Material for the task: Begin
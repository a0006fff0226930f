//! Append, truncate, and positional insert/remove.
//!
//! Out-of-range positions are reported but not rejected: an insert past the
//! end appends, a remove past the end truncates, and an oversized truncate or
//! remove empties the vector. The returned error tells the caller this
//! happened (see `Error::is_completed`); the vector is always left valid.

use std::ptr;

use hvec_common::{Error, Result};

use crate::vec::HeaderVec;

impl HeaderVec<'_> {
    /// Appends `data` to the end of the vector, allocating it if necessary.
    ///
    /// # Errors
    ///
    /// Fails only if the reservation fails, leaving the vector unchanged.
    pub fn append(&mut self, data: &[u8]) -> Result<()> {
        let header = self.reserve_header(data.len())?;
        let len = header.len();
        unsafe {
            ptr::copy_nonoverlapping(
                data.as_ptr(),
                header.data().as_ptr().add(len),
                data.len(),
            );
        }
        header.set_len(len + data.len());
        Ok(())
    }

    /// Shortens the vector by `amount` bytes, keeping its capacity.
    ///
    /// # Errors
    ///
    /// - `NullBuffer` on an unallocated vector.
    /// - `SizeOutOfRange` if `amount` exceeds the length; the vector is
    ///   emptied.
    pub fn truncate_by(&mut self, amount: usize) -> Result<()> {
        let header = self.header().ok_or_else(|| Error::null_buffer("truncate"))?;
        let len = header.len();
        if amount > len {
            header.set_len(0);
            return Err(Error::size_out_of_range(amount, len));
        }
        header.set_len(len - amount);
        Ok(())
    }

    /// Inserts `data` at byte offset `index`, shifting the tail to the right.
    ///
    /// # Errors
    ///
    /// - Reservation errors, leaving the vector unchanged.
    /// - `IndexOutOfRange` if `index` is past the end. The data is still
    ///   appended at the end.
    pub fn insert(&mut self, index: usize, data: &[u8]) -> Result<()> {
        let header = self.reserve_header(data.len())?;
        let len = header.len();
        let base = header.data().as_ptr();
        if index >= len {
            unsafe { ptr::copy_nonoverlapping(data.as_ptr(), base.add(len), data.len()) };
            header.set_len(len + data.len());
            return if index > len {
                Err(Error::index_out_of_range(index, len))
            } else {
                Ok(())
            };
        }

        unsafe {
            ptr::copy(base.add(index), base.add(index + data.len()), len - index);
            ptr::copy_nonoverlapping(data.as_ptr(), base.add(index), data.len());
        }
        header.set_len(len + data.len());
        Ok(())
    }

    /// Removes `size` bytes starting at byte offset `index`, shifting the tail
    /// to the left. Capacity is kept.
    ///
    /// # Errors
    ///
    /// - `NullBuffer` on an unallocated vector.
    /// - `SizeOutOfRange` if `size` exceeds the length (the vector is emptied),
    ///   or if the range runs past the end (everything from `index` on is
    ///   removed).
    /// - `IndexOutOfRange` if `index` is past the end. The vector is still
    ///   shortened by `size` bytes from the end.
    pub fn remove(&mut self, index: usize, size: usize) -> Result<()> {
        let header = self.header().ok_or_else(|| Error::null_buffer("remove"))?;
        let len = header.len();
        if size > len {
            header.set_len(0);
            return Err(Error::size_out_of_range(size, len));
        }
        if index >= len {
            header.set_len(len - size);
            return if index > len {
                Err(Error::index_out_of_range(index, len))
            } else {
                Ok(())
            };
        }
        if size > len - index {
            header.set_len(index);
            return Err(Error::size_out_of_range(size, len - index));
        }

        let base = header.data().as_ptr();
        unsafe { ptr::copy(base.add(index + size), base.add(index), len - index - size) };
        header.set_len(len - size);
        Ok(())
    }
}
Material for the task: End
_Problem statement_. From start to finish, retype the records above with complete accuracy.

_Exercise response_.
repository a0006fff0226930f
//! Append, truncate, and positional insert/remove.
//!
//! Out-of-range positions are reported but not rejected: an insert past the
//! end appends, a remove past the end truncates, and an oversized truncate or
//! remove empties the vector. The returned error tells the caller this
//! happened (see `Error::is_completed`); the vector is always left valid.

use std::ptr;

use hvec_common::{Error, Result};

use crate::vec::HeaderVec;

impl HeaderVec<'_> {
    /// Appends `data` to the end of the vector, allocating it if necessary.
    ///
    /// # Errors
    ///
    /// Fails only if the reservation fails, leaving the vector unchanged.
    pub fn append(&mut self, data: &[u8]) -> Result<()> {
        let header = self.reserve_header(data.len())?;
        let len = header.len();
        unsafe {
            ptr::copy_nonoverlapping(
                data.as_ptr(),
                header.data().as_ptr().add(len),
                data.len(),
            );
        }
        header.set_len(len + data.len());
        Ok(())
    }

    /// Shortens the vector by `amount` bytes, keeping its capacity.
    ///
    /// # Errors
    ///
    /// - `NullBuffer` on an unallocated vector.
    /// - `SizeOutOfRange` if `amount` exceeds the length; the vector is
    ///   emptied.
    pub fn truncate_by(&mut self, amount: usize) -> Result<()> {
        let header = self.header().ok_or_else(|| Error::null_buffer("truncate"))?;
        let len = header.len();
        if amount > len {
            header.set_len(0);
            return Err(Error::size_out_of_range(amount, len));
        }
        header.set_len(len - amount);
        Ok(())
    }

    /// Inserts `data` at byte offset `index`, shifting the tail to the right.
    ///
    /// # Errors
    ///
    /// - Reservation errors, leaving the vector unchanged.
    /// - `IndexOutOfRange` if `index` is past the end. The data is still
    ///   appended at the end.
    pub fn insert(&mut self, index: usize, data: &[u8]) -> Result<()> {
        let header = self.reserve_header(data.len())?;
        let len = header.len();
        let base = header.data().as_ptr();
        if index >= len {
            unsafe { ptr::copy_nonoverlapping(data.as_ptr(), base.add(len), data.len()) };
            header.set_len(len + data.len());
            return if index > len {
                Err(Error::index_out_of_range(index, len))
            } else {
                Ok(())
            };
        }

        unsafe {
            ptr::copy(base.add(index), base.add(index + data.len()), len - index);
            ptr::copy_nonoverlapping(data.as_ptr(), base.add(index), data.len());
        }
        header.set_len(len + data.len());
        Ok(())
    }

    /// Removes `size` bytes starting at byte offset `index`, shifting the tail
    /// to the left. Capacity is kept.
    ///
    /// # Errors
    ///
    /// - `NullBuffer` on an unallocated vector.
    /// - `SizeOutOfRange` if `size` exceeds the length (the vector is emptied),
    ///   or if the range runs past the end (everything from `index` on is
    ///   removed).
    /// - `IndexOutOfRange` if `index` is past the end. The vector is still
    ///   shortened by `size` bytes from the end.
    pub fn remove(&mut self, index: usize, size: usize) -> Result<()> {
        let header = self.header().ok_or_else(|| Error::null_buffer("remove"))?;
        let len = header.len();
        if size > len {
            header.set_len(0);
            return Err(Error::size_out_of_range(size, len));
        }
        if index >= len {
            header.set_len(len - size);
            return if index > len {
                Err(Error::index_out_of_range(index, len))
            } else {
                Ok(())
            };
        }
        if size > len - index {
            header.set_len(index);
            return Err(Error::size_out_of_range(size, len - index));
        }

        let base = header.data().as_ptr();
        unsafe { ptr::copy(base.add(index + size), base.add(index), len - index - size) };
        header.set_len(len - size);
        Ok(())
    }
}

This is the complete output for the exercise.